Starting at the line that holds "names.push(posix);", transcribe every line to the end of the data exactly; include no other lines.
*** Opening Provided data ***
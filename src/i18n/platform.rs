//! Host-platform locale hooks.
//!
//! `SystemLocale` is the seam through which the registry activates a locale
//! for formatting purposes and learns the process default locale.

use crate::i18n::codec;
use tracing::debug;

/// Platform-level locale facility.
pub trait SystemLocale: Send + Sync {
    /// Activate `locale` for platform formatting. Returns `false` when the
    /// platform cannot provide it.
    fn activate(&self, locale: &str) -> bool;

    /// The process default locale, if one can be determined.
    fn default_locale(&self) -> Option<String>;
}

/// System locale provider backed by `sys-locale`.
///
/// Activation asks the C library for the locale under each of its usual
/// names (`es_ES.UTF-8`, `es.UTF-8`, `es_ES`, `es`) and succeeds when any of
/// them is installed. The process-wide locale is not changed.
#[derive(Debug, Default, Copy, Clone)]
pub struct SysLocale;

impl SystemLocale for SysLocale {
    fn activate(&self, locale: &str) -> bool {
        let Some(names) = platform_names(locale) else {
            return false;
        };

        let found = names.iter().find(|name| platform_has_locale(name));
        match found {
            Some(name) => debug!("Locale {} available on the platform as {}", locale, name),
            None => debug!("Locale {} not installed on the platform", locale),
        }
        found.is_some()
    }

    fn default_locale(&self) -> Option<String> {
        sys_locale::get_locale().and_then(|raw| parse_posix_locale(&raw))
    }
}

/// Provider that activates every well-formed locale.
///
/// For hosts without installed locale data, and for tests. The default
/// locale still comes from `sys-locale`.
#[derive(Debug, Default, Copy, Clone)]
pub struct PermissiveSystemLocale;

impl SystemLocale for PermissiveSystemLocale {
    fn activate(&self, locale: &str) -> bool {
        codec::is_well_formed(locale)
    }

    fn default_locale(&self) -> Option<String> {
        SysLocale.default_locale()
    }
}

/// C library names to try for `locale`, most specific first.
///
/// # Returns
/// * `Some(names)`, e.g. `es_ES.UTF-8`, `es.UTF-8`, `es_ES`, `es` for `es-ES`
/// * `None` if `locale` is malformed
pub fn platform_names(locale: &str) -> Option<Vec<String>> {
    let language = codec::primary_language(locale).ok()?;
    let region = codec::region(locale).ok()?;

    let mut names = Vec::with_capacity(4);
    match region {
        Some(region) => {
            let posix = format!("{}_{}", language, region);
            names.push(format!("{}.UTF-8", posix));
            names.push(format!("{}.UTF-8", language));
            names.push(posix);
        }
        None => names.push(format!("{}.UTF-8", language)),
    }
    names.push(language);
    Some(names)
}

#[cfg(unix)]
fn platform_has_locale(name: &str) -> bool {
    let Ok(c_name) = std::ffi::CString::new(name) else {
        return false;
    };

    // SAFETY: `c_name` is NUL-terminated and outlives the call; a non-null
    // handle is freshly allocated and released right away.
    unsafe {
        let handle = libc::newlocale(libc::LC_ALL_MASK, c_name.as_ptr(), std::ptr::null_mut());
        if handle.is_null() {
            return false;
        }
        libc::freelocale(handle);
    }
    true
}

#[cfg(not(unix))]
fn platform_has_locale(name: &str) -> bool {
    let tag = name.split('.').next().unwrap_or_default();
    codec::is_well_formed(tag)
}

/// Parse a POSIX locale string such as `es_ES.UTF-8@euro` into canonical form.
///
/// `C` and `POSIX` carry no language and yield `None`.
pub fn parse_posix_locale(value: &str) -> Option<String> {
    let tag = value
        .split(['.', '@'])
        .next()
        .unwrap_or_default()
        .trim();

    if tag.is_empty() || tag == "C" || tag == "POSIX" {
        return None;
    }

    codec::canonicalize(tag).ok()
}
*** Closing Provided data ***
§ **Task solution**:
            names.push(posix);
        }
        None => names.push(format!("{}.UTF-8", language)),
    }
    names.push(language);
    Some(names)
}

#[cfg(unix)]
fn platform_has_locale(name: &str) -> bool {
    let Ok(c_name) = std::ffi::CString::new(name) else {
        return false;
    };

    // SAFETY: `c_name` is NUL-terminated and outlives the call; a non-null
    // handle is freshly allocated and released right away.
    unsafe {
        let handle = libc::newlocale(libc::LC_ALL_MASK, c_name.as_ptr(), std::ptr::null_mut());
        if handle.is_null() {
            return false;
        }
        libc::freelocale(handle);
    }
    true
}

#[cfg(not(unix))]
fn platform_has_locale(name: &str) -> bool {
    let tag = name.split('.').next().unwrap_or_default();
    codec::is_well_formed(tag)
}

/// Parse a POSIX locale string such as `es_ES.UTF-8@euro` into canonical form.
///
/// `C` and `POSIX` carry no language and yield `None`.
pub fn parse_posix_locale(value: &str) -> Option<String> {
    let tag = value
        .split(['.', '@'])
        .next()
        .unwrap_or_default()
        .trim();

    if tag.is_empty() || tag == "C" || tag == "POSIX" {
        return None;
    }

    codec::canonicalize(tag).ok()
}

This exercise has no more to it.